Indian citizens were having to scramble to get access to depleting supplies of life-saving healthcare, oxygen and medicine.
Even during these bleak times, there was a ray of hope. When the precarious structures of both government and private healthcare institutions were crumbling under the sheer number of cases, it was civil society groups comprising of common citizens who rose to the occasion to help those in need of life-saving medicine, oxygen, access to hospital beds, financial support and even food. This was a testament to the power of united communities in fighting this deadly virus and filling huge gaps that were left in the healthcare system.
Over the following months, as I conducted my research on the relationship people have with health systems and health information in the UK, I once again found that community played a pivotal part in influencing it. I found this to be especially true in the lived experiences of persecuted, marginalised or economically disadvantaged groups when faced with a broken or discriminatory healthcare systems.
Through several conversations, workshops, seminars with users, community leaders, public health experts and community researchers, I came to understand healthcare institutions are fundamentally reliant on community for building long-lasting trust and mutual understanding. INTERIM, the eventual service I designed, was a culmination of this understanding. It harnessed the power of community to help patients waiting for surgery (sometimes for up to two years) to access the right information, guidance, critical skills and solidarity to help them cope with anxiety, anguish and not knowing.
I must admit that even though my belief in the power of community in healthcare was strong, I had my doubts about how far community goodwill could take an initiative that inevitably will require institutional support. I was pleasantly surprised to find that Centric has been building a support system keeping this very concern in mind. The organisation is providing an ecosystem to incubate and develop community innovation projects, like INTERIM, to shape them to the needs of the community and direct them to the right funding partner.

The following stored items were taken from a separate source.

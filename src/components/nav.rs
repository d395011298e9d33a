//! Navigation Component
//!
//! Header navigation bar with logo and links.

use leptos::*;
use leptos_router::*;

use crate::routes;

/// Navigation header component
#[component]
pub fn Nav() -> impl IntoView {
    view! {
        <nav class="bg-gray-800 border-b border-gray-700">
            <div class="container mx-auto px-4">
                <div class="flex items-center justify-between h-16">
                    // Logo and brand
                    <A href=routes::MAIN class="flex items-center space-x-3">
                        <span class="text-xl font-bold text-white">"Conference GO!"</span>
                    </A>

                    // Navigation links from the route table
                    <div class="flex items-center space-x-1">
                        {routes::NAV_LINKS
                            .iter()
                            .map(|(href, label)| view! { <NavLink href=*href label=*label /> })
                            .collect_view()}
                    </div>
                </div>
            </div>
        </nav>
    }
}

/// Individual navigation link
#[component]
fn NavLink(
    href: &'static str,
    label: &'static str,
) -> impl IntoView {
    view! {
        <A
            href=href
            class="px-4 py-2 rounded-lg text-gray-300 hover:text-white hover:bg-gray-700 transition-colors"
            active_class="bg-gray-700 text-white"
        >
            {label}
        </A>
    }
}
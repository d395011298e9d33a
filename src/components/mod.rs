//! UI Components
//!
//! Reusable Leptos components for the app.

pub mod conference_card;
pub mod loading;
pub mod nav;
pub mod toast;

pub use conference_card::ConferenceCard;
pub use loading::Loading;
pub use nav::Nav;
pub use toast::Toast;
//! Conference Form Page
//!
//! Schedules a new conference at an existing location.

use leptos::*;

use crate::api;
use crate::api::client::{Location, NewConference};
use crate::state::global::GlobalState;

/// Conference form page component
#[component]
pub fn ConferenceForm() -> impl IntoView {
    let state = use_context::<GlobalState>().expect("GlobalState not found");

    let (name, set_name) = create_signal(String::new());
    let (starts, set_starts) = create_signal(String::new());
    let (ends, set_ends) = create_signal(String::new());
    let (description, set_description) = create_signal(String::new());
    let (max_presentations, set_max_presentations) = create_signal(String::new());
    let (max_attendees, set_max_attendees) = create_signal(String::new());
    let (location_id, set_location_id) = create_signal(String::new());
    let (locations, set_locations) = create_signal(Vec::<Location>::new());
    let (submitting, set_submitting) = create_signal(false);

    // Populate the location dropdown on mount
    let state_for_effect = state.clone();
    create_effect(move |_| {
        let state = state_for_effect.clone();
        spawn_local(async move {
            match api::fetch_locations().await {
                Ok(list) => set_locations.set(list),
                Err(e) => state.show_error(&e),
            }
        });
    });

    let on_submit = move |ev: web_sys::SubmitEvent| {
        ev.prevent_default();

        let location = location_id.get();
        if location.is_empty() {
            state.show_error("Pick a location first");
            return;
        }

        let payload = NewConference {
            name: name.get(),
            starts: starts.get(),
            ends: ends.get(),
            description: description.get(),
            max_presentations: match max_presentations.get().parse() {
                Ok(count) => count,
                Err(_) => {
                    state.show_error("Max presentations must be a whole number");
                    return;
                }
            },
            max_attendees: match max_attendees.get().parse() {
                Ok(count) => count,
                Err(_) => {
                    state.show_error("Max attendees must be a whole number");
                    return;
                }
            },
        };

        if payload.name.is_empty() || payload.starts.is_empty() || payload.ends.is_empty() {
            state.show_error("Name, start date, and end date are required");
            return;
        }

        set_submitting.set(true);

        let state_clone = state.clone();
        spawn_local(async move {
            match api::create_conference(&location, &payload).await {
                Ok(()) => {
                    state_clone.show_success("Conference created");
                    set_name.set(String::new());
                    set_starts.set(String::new());
                    set_ends.set(String::new());
                    set_description.set(String::new());
                    set_max_presentations.set(String::new());
                    set_max_attendees.set(String::new());
                    set_location_id.set(String::new());
                }
                Err(e) => {
                    state_clone.show_error(&e);
                }
            }
            set_submitting.set(false);
        });
    };

    view! {
        <div class="max-w-lg mx-auto">
            <h1 class="text-3xl font-bold mb-6">"Create a new conference"</h1>

            <form on:submit=on_submit class="space-y-4 bg-gray-800 rounded-xl p-6">
                // Name
                <div>
                    <label class="block text-sm text-gray-400 mb-2">"Name"</label>
                    <input
                        type="text"
                        placeholder="Conference name"
                        prop:value=move || name.get()
                        on:input=move |ev| set_name.set(event_target_value(&ev))
                        class="w-full bg-gray-700 rounded-lg px-4 py-3
                               border border-gray-600 focus:border-primary-500 focus:outline-none"
                    />
                </div>

                // Dates
                <div class="grid grid-cols-2 gap-4">
                    <div>
                        <label class="block text-sm text-gray-400 mb-2">"Starts"</label>
                        <input
                            type="date"
                            prop:value=move || starts.get()
                            on:input=move |ev| set_starts.set(event_target_value(&ev))
                            class="w-full bg-gray-700 rounded-lg px-4 py-3
                                   border border-gray-600 focus:border-primary-500 focus:outline-none"
                        />
                    </div>
                    <div>
                        <label class="block text-sm text-gray-400 mb-2">"Ends"</label>
                        <input
                            type="date"
                            prop:value=move || ends.get()
                            on:input=move |ev| set_ends.set(event_target_value(&ev))
                            class="w-full bg-gray-700 rounded-lg px-4 py-3
                                   border border-gray-600 focus:border-primary-500 focus:outline-none"
                        />
                    </div>
                </div>

                // Description
                <div>
                    <label class="block text-sm text-gray-400 mb-2">"Description"</label>
                    <textarea
                        rows="4"
                        placeholder="What is this conference about?"
                        prop:value=move || description.get()
                        on:input=move |ev| set_description.set(event_target_value(&ev))
                        class="w-full bg-gray-700 rounded-lg px-4 py-3
                               border border-gray-600 focus:border-primary-500 focus:outline-none"
                    />
                </div>

                // Capacity
                <div class="grid grid-cols-2 gap-4">
                    <div>
                        <label class="block text-sm text-gray-400 mb-2">"Max presentations"</label>
                        <input
                            type="number"
                            min="1"
                            prop:value=move || max_presentations.get()
                            on:input=move |ev| set_max_presentations.set(event_target_value(&ev))
                            class="w-full bg-gray-700 rounded-lg px-4 py-3
                                   border border-gray-600 focus:border-primary-500 focus:outline-none"
                        />
                    </div>
                    <div>
                        <label class="block text-sm text-gray-400 mb-2">"Max attendees"</label>
                        <input
                            type="number"
                            min="1"
                            prop:value=move || max_attendees.get()
                            on:input=move |ev| set_max_attendees.set(event_target_value(&ev))
                            class="w-full bg-gray-700 rounded-lg px-4 py-3
                                   border border-gray-600 focus:border-primary-500 focus:outline-none"
                        />
                    </div>
                </div>

                // Location
                <div>
                    <label class="block text-sm text-gray-400 mb-2">"Location"</label>
                    <select
                        on:change=move |ev| set_location_id.set(event_target_value(&ev))
                        prop:value=move || location_id.get()
                        class="w-full bg-gray-700 rounded-lg px-4 py-3
                               border border-gray-600 focus:border-primary-500 focus:outline-none"
                    >
                        <option value="">"Choose a location"</option>
                        {move || {
                            locations.get()
                                .into_iter()
                                .map(|location| view! {
                                    <option value=location.id.clone()>{location.name.clone()}</option>
                                })
                                .collect_view()
                        }}
                    </select>
                </div>

                // Submit
                <button
                    type="submit"
                    disabled=move || submitting.get()
                    class="w-full bg-primary-600 hover:bg-primary-700 disabled:bg-gray-600
                           disabled:cursor-not-allowed rounded-lg py-3 font-semibold transition-colors"
                >
                    {move || if submitting.get() { "Creating..." } else { "Create" }}
                </button>
            </form>
        </div>
    }
}
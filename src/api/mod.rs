//! Conference GO! API Layer
//!
//! HTTP client for the Conference GO! REST backend.
//!
//! # Endpoints
//!
//! - `GET /api/locations/` - nested location/conference listing
//! - `GET /api/states/` - US states for the location form
//! - `POST /api/locations/` - create a location
//! - `POST /api/locations/{loc}/conferences/` - create a conference
//! - `GET /api/locations/{loc}/conferences/{conf}/attendees/` - roster
//! - `POST /api/locations/{loc}/conferences/{conf}/attendees/` - attend
//! - `POST /api/locations/{loc}/conferences/{conf}/presentations/` - submit

pub mod client;

pub use client::*;
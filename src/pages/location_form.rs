//! Location Form Page
//!
//! Registers a new location with the API. The state dropdown is populated
//! from the states endpoint; the backend resolves the location photo.

use leptos::*;

use crate::api;
use crate::api::client::{NewLocation, UsState};
use crate::state::global::GlobalState;

/// Location form page component
#[component]
pub fn LocationForm() -> impl IntoView {
    let state = use_context::<GlobalState>().expect("GlobalState not found");

    let (name, set_name) = create_signal(String::new());
    let (city, set_city) = create_signal(String::new());
    let (room_count, set_room_count) = create_signal(String::new());
    let (us_state, set_us_state) = create_signal(String::new());
    let (states, set_states) = create_signal(Vec::<UsState>::new());
    let (submitting, set_submitting) = create_signal(false);

    // Populate the state dropdown on mount
    let state_for_effect = state.clone();
    create_effect(move |_| {
        let state = state_for_effect.clone();
        spawn_local(async move {
            match api::fetch_states().await {
                Ok(list) => set_states.set(list),
                Err(e) => state.show_error(&e),
            }
        });
    });

    let on_submit = move |ev: web_sys::SubmitEvent| {
        ev.prevent_default();

        let payload = NewLocation {
            name: name.get(),
            city: city.get(),
            room_count: match room_count.get().parse() {
                Ok(count) => count,
                Err(_) => {
                    state.show_error("Room count must be a whole number");
                    return;
                }
            },
            state: us_state.get(),
        };

        if payload.name.is_empty() || payload.city.is_empty() || payload.state.is_empty() {
            state.show_error("Name, city, and state are required");
            return;
        }

        set_submitting.set(true);

        let state_clone = state.clone();
        spawn_local(async move {
            match api::create_location(&payload).await {
                Ok(()) => {
                    state_clone.show_success("Location created");
                    set_name.set(String::new());
                    set_city.set(String::new());
                    set_room_count.set(String::new());
                    set_us_state.set(String::new());
                }
                Err(e) => {
                    // Keep the entered values so the user can retry
                    state_clone.show_error(&e);
                }
            }
            set_submitting.set(false);
        });
    };

    view! {
        <div class="max-w-lg mx-auto">
            <h1 class="text-3xl font-bold mb-6">"Create a new location"</h1>

            <form on:submit=on_submit class="space-y-4 bg-gray-800 rounded-xl p-6">
                // Name
                <div>
                    <label class="block text-sm text-gray-400 mb-2">"Name"</label>
                    <input
                        type="text"
                        placeholder="Location name"
                        prop:value=move || name.get()
                        on:input=move |ev| set_name.set(event_target_value(&ev))
                        class="w-full bg-gray-700 rounded-lg px-4 py-3
                               border border-gray-600 focus:border-primary-500 focus:outline-none"
                    />
                </div>

                // City
                <div>
                    <label class="block text-sm text-gray-400 mb-2">"City"</label>
                    <input
                        type="text"
                        placeholder="City"
                        prop:value=move || city.get()
                        on:input=move |ev| set_city.set(event_target_value(&ev))
                        class="w-full bg-gray-700 rounded-lg px-4 py-3
                               border border-gray-600 focus:border-primary-500 focus:outline-none"
                    />
                </div>

                // Room count
                <div>
                    <label class="block text-sm text-gray-400 mb-2">"Room count"</label>
                    <input
                        type="number"
                        min="1"
                        placeholder="e.g. 5"
                        prop:value=move || room_count.get()
                        on:input=move |ev| set_room_count.set(event_target_value(&ev))
                        class="w-full bg-gray-700 rounded-lg px-4 py-3
                               border border-gray-600 focus:border-primary-500 focus:outline-none"
                    />
                </div>

                // State
                <div>
                    <label class="block text-sm text-gray-400 mb-2">"State"</label>
                    <select
                        on:change=move |ev| set_us_state.set(event_target_value(&ev))
                        prop:value=move || us_state.get()
                        class="w-full bg-gray-700 rounded-lg px-4 py-3
                               border border-gray-600 focus:border-primary-500 focus:outline-none"
                    >
                        <option value="">"Choose a state"</option>
                        {move || {
                            states.get()
                                .into_iter()
                                .map(|us| view! {
                                    <option value=us.name.clone()>
                                        {format!("{} ({})", us.name, us.abbreviation)}
                                    </option>
                                })
                                .collect_view()
                        }}
                    </select>
                </div>

                // Submit
                <button
                    type="submit"
                    disabled=move || submitting.get()
                    class="w-full bg-primary-600 hover:bg-primary-700 disabled:bg-gray-600
                           disabled:cursor-not-allowed rounded-lg py-3 font-semibold transition-colors"
                >
                    {move || if submitting.get() { "Creating..." } else { "Create" }}
                </button>
            </form>
        </div>
    }
}
//! Route Table
//!
//! Every path the client-side router knows about, in one place. The router
//! in [`crate::app`] and the links in [`crate::components::nav`] both read
//! from this table, so a path literal never appears anywhere else.

/// Main page: the aggregated conference listing.
pub const MAIN: &str = "/";

/// Form for registering a new location.
pub const LOCATION_NEW: &str = "/locations/new";

/// Form for scheduling a new conference at a location.
pub const CONFERENCE_NEW: &str = "/conferences/new";

/// Attendee roster for a chosen conference.
pub const ATTENDEES: &str = "/attendees";

/// Form for attending a conference.
pub const ATTENDEE_NEW: &str = "/attendees/new";

/// Form for submitting a presentation.
pub const PRESENTATION_NEW: &str = "/presentations/new";

/// Navigation entries in display order: (path, label).
pub const NAV_LINKS: &[(&str, &str)] = &[
    (MAIN, "Conferences"),
    (LOCATION_NEW, "New Location"),
    (CONFERENCE_NEW, "New Conference"),
    (ATTENDEES, "Attendees"),
    (ATTENDEE_NEW, "Attend"),
    (PRESENTATION_NEW, "New Presentation"),
];

#[cfg(test)]
mod tests {
    use super::*;

    #[test]
    fn test_nav_links_cover_distinct_paths() {
        let mut paths: Vec<&str> = NAV_LINKS.iter().map(|(path, _)| *path).collect();
        paths.sort_unstable();
        paths.dedup();
        assert_eq!(paths.len(), NAV_LINKS.len());
    }

    #[test]
    fn test_all_paths_are_absolute() {
        for (path, _) in NAV_LINKS {
            assert!(path.starts_with('/'), "{path} is not absolute");
        }
    }
}
//! Main Page
//!
//! The aggregated conference listing. Fetches the nested location listing
//! once on mount, flattens it, and renders one card per conference.

use leptos::*;
use leptos_router::*;

use crate::api;
use crate::components::{ConferenceCard, Loading};
use crate::routes;
use crate::state::global::GlobalState;

/// Main page component
#[component]
pub fn MainPage() -> impl IntoView {
    let state = use_context::<GlobalState>().expect("GlobalState not found");
    let conferences = state.conferences;
    let loading = state.loading;

    // Fetch the listing on mount: exactly one request per mount, no polling
    let state_for_effect = state.clone();
    create_effect(move |_| {
        let state = state_for_effect.clone();
        spawn_local(async move {
            state.loading.set(true);

            let fetched = api::fetch_conferences().await;
            if let Err(e) = &fetched {
                // Fail soft: the listing keeps its previous contents
                web_sys::console::error_1(
                    &format!("Failed to fetch conferences: {}", e).into(),
                );
            }
            state.conferences.set(api::reconcile_listing(
                state.conferences.get_untracked(),
                fetched,
            ));

            state.loading.set(false);
        });
    });

    view! {
        <div class="space-y-8">
            // Hero banner
            <div class="text-center bg-gray-800 rounded-xl px-6 py-12">
                <h1 class="text-4xl font-bold mb-4">"Conference GO!"</h1>
                <p class="text-gray-400 max-w-xl mx-auto mb-6">
                    "The only resource you'll ever need to plan and run your in-person or \
                     virtual conference for thousands of attendees and presenters."
                </p>
                <A
                    href=routes::ATTENDEE_NEW
                    class="inline-block px-6 py-3 bg-primary-600 hover:bg-primary-700 rounded-lg font-semibold transition-colors"
                >
                    "Attend a conference"
                </A>
            </div>

            // Conference listing
            <section>
                <h2 class="text-2xl font-semibold mb-4">"Upcoming conferences"</h2>

                {move || {
                    if loading.get() {
                        view! { <Loading /> }.into_view()
                    } else {
                        view! {
                            <div class="grid md:grid-cols-2 lg:grid-cols-3 gap-4">
                                <For
                                    each=move || conferences.get()
                                    key=|conference| conference.id.clone()
                                    children=move |conference| {
                                        view! { <ConferenceCard conference=conference /> }
                                    }
                                />
                            </div>
                        }
                        .into_view()
                    }
                }}
            </section>
        </div>
    }
}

Working with Centric gave me visibility of several grassroots innovations happening within the community. Invariably, these local innovations have immensely talented people behind them, often unassumingly going about trying to bring their ideas to life, to help people from their communities – real innovations happening outside the boardrooms, serving the needs of those that often get overlooked by the creators and facilitators of mass-market innovations. As a Service Designer interested in forming human connections to build social networks of transformative change, this is proving to be a particularly exciting space, one that I’m happy to be discovering with Centric.
As I continue to develop INTERIM, I hope to be able to learn from communities on how they’ve been building resilience in the face of the NHS waiting crisis and how the service can be iterated to help them be able to do that.